Si los cónyuges llevan a cabo un negocio juntos y comparten las ganancias y pérdidas, pueden ser socios, esto aplica sin o con un acuerdo formal de sociedad colectiva. Si es así, deben reportar ingreso o pérdida del negocio en el Formulario 1065. No deben reportar los ingresos en un Anexo C (Formulario 1040) a nombre de un cónyuge como propietario único. Sin embargo, los cónyuges pueden optar por tratar el negocio en participación como una sociedad colectiva al hacer una elección para negocio en participación calificada.

Negocio en participación calificada

Los cónyuges pueden elegir el tratamiento como un negocio en participación calificada en lugar de una sociedad colectiva. Un negocio en participación calificada lleva a cabo un comercio o negocio donde:

  1. Los únicos miembros son una pareja casada que presenta una declaración conjunta,
  2. Ambos cónyuges participan materialmente en el comercio o negocio, y
  3. Ambos cónyuges eligen no ser tratados como una sociedad colectiva.

Solo las empresas propiedad y operadas por cónyuges como copropietarios y no en nombre de una entidad de derecho estatal, como una sociedad colectiva limitada o una compañía de responsabilidad limitada, son elegibles para la elección de negocio en participación calificada.

Los cónyuges que eligen el estado de negocio en participación calificada son propietarios únicos para fines de impuestos federales. No se necesita un EIN a menos que el propietario único deba presentar declaraciones de impuestos del uso o consumo, nómina, alcohol, tabaco o armas de fuego. Un cónyuge no puede continuar usando el EIN de una sociedad colectiva para el negocio en participación calificada.
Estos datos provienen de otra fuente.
//! Tolerant notation parser.
//!
//! Accepts JSON plus the shell-style extras people paste from MongoDB tooling:
//!
//! - unquoted keys (`{a: 1, $gt: 2}`) and single-quoted strings
//! - trailing commas
//! - regex literals: `/^ab/i`
//! - dates: `ISODate("2020-01-01T00:00:00Z")`, `new Date("2020-01-01")`,
//!   `Date(1577836800000)`; with no argument the current time is used
//! - ids: `ObjectId("5f1d7f3e9c1b2a0012345678")`, read as the hex string
//! - `NaN`, `Infinity`, `-Infinity`
//!
//! The engine never calls this module; it only prepares input for it.

use std::mem;

use chrono::{DateTime, NaiveDate, NaiveDateTime, Utc};
use thiserror::Error;

use crate::{
    error::PatternError,
    lexer::{LexError, Lexer},
    token::Token,
    value::{Map, Pattern, Value},
};

#[derive(Debug, Clone, Error)]
pub enum ParseError {
    #[error(transparent)]
    Lex(#[from] LexError),

    #[error("expected {expected}, found {found} at position {position}")]
    UnexpectedToken {
        expected: String,
        found: String,
        position: usize,
    },

    #[error("unknown constructor '{name}' at position {position}")]
    UnknownConstructor { name: String, position: usize },

    #[error("invalid date '{0}'")]
    InvalidDate(String),

    #[error("invalid ObjectId '{0}': expected 24 hex digits")]
    InvalidObjectId(String),

    #[error(transparent)]
    InvalidRegex(#[from] PatternError),
}

pub struct Parser {
    lexer: Lexer,
    pub(crate) current_token: Token,
    token_start: usize,
}

impl Parser {
    pub fn new(mut lexer: Lexer) -> Result<Self, ParseError> {
        let current_token = lexer.next_token()?;
        let token_start = lexer.token_start();
        Ok(Parser {
            lexer,
            current_token,
            token_start,
        })
    }

    pub(crate) fn advance(&mut self) -> Result<(), ParseError> {
        self.current_token = self.lexer.next_token()?;
        self.token_start = self.lexer.token_start();
        Ok(())
    }

    fn check(&self, token: &Token) -> bool {
        mem::discriminant(&self.current_token) == mem::discriminant(token)
    }

    fn expect(&mut self, expected: Token) -> Result<(), ParseError> {
        if !self.check(&expected) {
            return Err(self.unexpected(&format!("{:?}", expected)));
        }
        self.advance()
    }

    pub(crate) fn unexpected(&self, expected: &str) -> ParseError {
        ParseError::UnexpectedToken {
            expected: expected.to_string(),
            found: format!("{:?}", self.current_token),
            position: self.token_start,
        }
    }

    /// Parses a single value and requires the input to end after it.
    pub fn parse(&mut self) -> Result<Value, ParseError> {
        let value = self.parse_value()?;
        if !self.check(&Token::Eof) {
            return Err(self.unexpected("end of input"));
        }
        Ok(value)
    }

    fn parse_value(&mut self) -> Result<Value, ParseError> {
        let position = self.token_start;
        match mem::replace(&mut self.current_token, Token::Eof) {
            Token::Null => {
                self.advance()?;
                Ok(Value::Null)
            }
            Token::Boolean(b) => {
                self.advance()?;
                Ok(Value::Boolean(b))
            }
            Token::Integer(n) => {
                self.advance()?;
                Ok(Value::Integer(n))
            }
            Token::Float(n) => {
                self.advance()?;
                Ok(Value::Float(n))
            }
            Token::String(s) => {
                self.advance()?;
                Ok(Value::String(s))
            }
            Token::Regex { source, flags } => {
                self.advance()?;
                Ok(Value::Regex(Pattern::new(&source, &flags)?))
            }
            Token::LBrace => {
                self.advance()?;
                self.parse_object()
            }
            Token::LBracket => {
                self.advance()?;
                self.parse_array()
            }
            Token::Identifier(name) => {
                self.advance()?;
                self.parse_constructor(name, position)
            }
            token => {
                self.current_token = token;
                Err(self.unexpected("a value"))
            }
        }
    }

    fn parse_object(&mut self) -> Result<Value, ParseError> {
        let mut map = Map::new();

        while !self.check(&Token::RBrace) {
            let key = match &self.current_token {
                Token::String(s) | Token::Identifier(s) => s.clone(),
                _ => return Err(self.unexpected("an object key")),
            };
            self.advance()?;
            self.expect(Token::Colon)?;

            let value = self.parse_value()?;
            map.insert(key, value);

            if !self.check(&Token::RBrace) {
                self.expect(Token::Comma)?;
            }
        }

        self.expect(Token::RBrace)?;
        Ok(Value::Object(map))
    }

    fn parse_array(&mut self) -> Result<Value, ParseError> {
        let mut elements = vec![];

        while !self.check(&Token::RBracket) {
            elements.push(self.parse_value()?);

            if !self.check(&Token::RBracket) {
                self.expect(Token::Comma)?;
            }
        }

        self.expect(Token::RBracket)?;
        Ok(Value::Array(elements))
    }

    /// Bare words in value position: `NaN`, `Infinity` and the pseudo
    /// constructors. The identifier is already consumed.
    fn parse_constructor(&mut self, name: String, position: usize) -> Result<Value, ParseError> {
        match name.as_str() {
            "NaN" => return Ok(Value::Float(f64::NAN)),
            "Infinity" => return Ok(Value::Float(f64::INFINITY)),
            "new" => {
                return match &self.current_token {
                    Token::Identifier(next) if next == "Date" || next == "ISODate" => {
                        let next = next.clone();
                        self.advance()?;
                        self.parse_constructor(next, position)
                    }
                    _ => Err(self.unexpected("Date after 'new'")),
                };
            }
            _ => {}
        }

        self.expect(Token::LParen)?;
        let argument = if self.check(&Token::RParen) {
            None
        } else {
            Some(self.parse_value()?)
        };
        self.expect(Token::RParen)?;

        match (name.as_str(), argument) {
            ("ISODate" | "Date", None) => Ok(Value::Date(Utc::now())),
            ("ISODate" | "Date", Some(Value::String(text))) => parse_date(&text).map(Value::Date),
            ("ISODate" | "Date", Some(Value::Integer(millis))) => DateTime::from_timestamp_millis(millis)
                .map(Value::Date)
                .ok_or_else(|| ParseError::InvalidDate(millis.to_string())),
            ("ISODate" | "Date", Some(other)) => Err(ParseError::InvalidDate(other.to_string())),
            ("ObjectId", Some(Value::String(hex)))
                if hex.len() == 24 && hex.bytes().all(|b| b.is_ascii_hexdigit()) =>
            {
                Ok(Value::String(hex))
            }
            ("ObjectId", argument) => Err(ParseError::InvalidObjectId(
                argument.map(|a| a.to_string()).unwrap_or_default(),
            )),
            _ => Err(ParseError::UnknownConstructor {
                name: name.clone(),
                position,
            }),
        }
    }
}

/// RFC 3339, or a bare `YYYY-MM-DD` / `YYYY-MM-DDTHH:MM:SS[.fff]` taken as UTC.
fn parse_date(text: &str) -> Result<DateTime<Utc>, ParseError> {
    if let Ok(date) = DateTime::parse_from_rfc3339(text) {
        return Ok(date.with_timezone(&Utc));
    }
    if let Ok(naive) = NaiveDateTime::parse_from_str(text, "%Y-%m-%dT%H:%M:%S%.f") {
        return Ok(naive.and_utc());
    }
    NaiveDate::parse_from_str(text, "%Y-%m-%d")
        .ok()
        .and_then(|date| date.and_hms_opt(0, 0, 0))
        .map(|naive| naive.and_utc())
        .ok_or_else(|| ParseError::InvalidDate(text.to_string()))
}

/// Parses a complete value in tolerant notation.
///
/// # Examples
///
/// ```
/// use querydiff::{parse, Value};
///
/// let query = parse("{name: /^al/i, born: {$lt: ISODate('2000-01-01')}}").unwrap();
/// assert!(matches!(query.as_object().unwrap()["name"], Value::Regex(_)));
/// ```
pub fn parse(input: &str) -> Result<Value, ParseError> {
    Parser::new(Lexer::new(input))?.parse()
}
El EIN debe permanecer con la sociedad colectiva; es usada por la sociedad colectiva para cualquier año en el que la empresa no cumple con los requisitos de un negocio en participación calificada.

Impuestos sobre nómina

Si el negocio tiene empleados, cualquiera de los cónyuges como propietarios únicos puede reportar y pagar los impuestos sobre nómina. Usan el EIN de la propiedad única de ese cónyuge. Si el negocio presentó o pagó impuestos sobre la nómina durante parte del año bajo el EIN de la sociedad colectiva, el cónyuge puede considerarse el “empleador sucesor” del empleado para determinar si los salarios alcanzaron los límites de base salarial de Seguro Social y de desempleo federal.

Un cónyuge empleado por otro. Los salarios de los servicios de una persona que trabaja para su cónyuge están sujetos a retención del impuesto sobre el ingreso e impuestos del Seguro Social y Medicare, pero no a la Ley Federal de Contribución para el Desempleo (FUTA, por sus siglas en inglés).
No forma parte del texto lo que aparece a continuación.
//! Operators that look at the whole target rather than at each element.

use crate::{error::OperatorViolation, value::Value};

use super::comparison::short_eq;

/// Array operators (`$in`, `$nin`, `$all`, `$size`).
#[derive(Debug, Clone, Copy, PartialEq, Eq)]
pub enum ArrayOp {
    In,
    Nin,
    All,
    Size,
}

impl ArrayOp {
    pub const ALL: [ArrayOp; 4] = [ArrayOp::In, ArrayOp::Nin, ArrayOp::All, ArrayOp::Size];

    pub fn from_name(name: &str) -> Option<Self> {
        Self::ALL.into_iter().find(|op| op.name() == name)
    }

    pub fn name(self) -> &'static str {
        match self {
            ArrayOp::In => "$in",
            ArrayOp::Nin => "$nin",
            ArrayOp::All => "$all",
            ArrayOp::Size => "$size",
        }
    }

    /// Evaluates the operator against the raw target.
    ///
    /// A non-array target is treated as a one-element array by `$in`, `$nin`
    /// and `$all`. `$all` does not require the target to be an array, so a
    /// scalar satisfies it when every argument element equals that scalar.
    pub fn apply(self, target: Option<&Value>, argument: &Value) -> Result<bool, OperatorViolation> {
        match self {
            ArrayOp::In => Ok(contains_any(target, self.list(argument)?)),
            ArrayOp::Nin => Ok(!contains_any(target, self.list(argument)?)),
            ArrayOp::All => {
                let wanted = self.list(argument)?;
                let elements = elements(target);
                Ok(wanted
                    .iter()
                    .all(|w| elements.iter().any(|e| short_eq(*e, w))))
            }
            ArrayOp::Size => {
                let Some(size) = argument.as_float() else {
                    return Err(OperatorViolation::new(self.name(), "a number", argument));
                };
                Ok(match target {
                    Some(Value::Array(items)) => items.len() as f64 == size,
                    _ => false,
                })
            }
        }
    }

    fn list(self, argument: &Value) -> Result<&[Value], OperatorViolation> {
        match argument {
            Value::Array(items) => Ok(items),
            _ => Err(OperatorViolation::new(self.name(), "an array", argument)),
        }
    }
}

fn elements(target: Option<&Value>) -> Vec<Option<&Value>> {
    match target {
        Some(Value::Array(items)) => items.iter().map(Some).collect(),
        other => vec![other],
    }
}

fn contains_any(target: Option<&Value>, candidates: &[Value]) -> bool {
    let elements = elements(target);
    candidates
        .iter()
        .any(|c| elements.iter().any(|e| short_eq(*e, c)))
}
Niño empleado por padres. Los pagos por los servicios de un niño menor de 18 años no están sujetos a los impuestos del Seguro Social y Medicare, si el negocio es una propiedad única o una sociedad colectiva en la que cada socio es padre del niño. Los pagos a un niño menor de 21 años no están sujetos a FUTA. Los pagos están sujetos a retención del impuesto sobre el ingreso, independientemente de la edad del niño.

Pagos por los servicios de un niño están sujetos a retención de impuestos sobre el ingreso, así como impuestos del Seguro Social, Medicare y FUTA si trabajan para:

  1. Una sociedad anónima, incluso si está controlada por el padre del niño, o
  2. Una sociedad colectiva, incluso si el padre del niño es un socio, a menos que cada socio sea padre del niño.

Padre empleado por su hijo. Los salarios de los servicios de un padre empleado por su hijo están sujetos a retención del impuesto sobre el ingreso y a los impuestos del Seguro Social y Medicare. No están sujetos a impuestos FUTA.

Los empleados completan el Formulario W-4 para que su empleador pueda retener el impuesto sobre el ingreso federal correcto de su salario. El IRS alienta a todos a usar el Estimador de Retención de Impuestos para ayudarlos a asegurarse de que se les retiene la cantidad correcta de impuestos de su cheque de pago. El estimador se enlaza automáticamente al Formulario W-4, Certificado de Retención de Empleado, que luego pueden llenar y enviar a su empleador.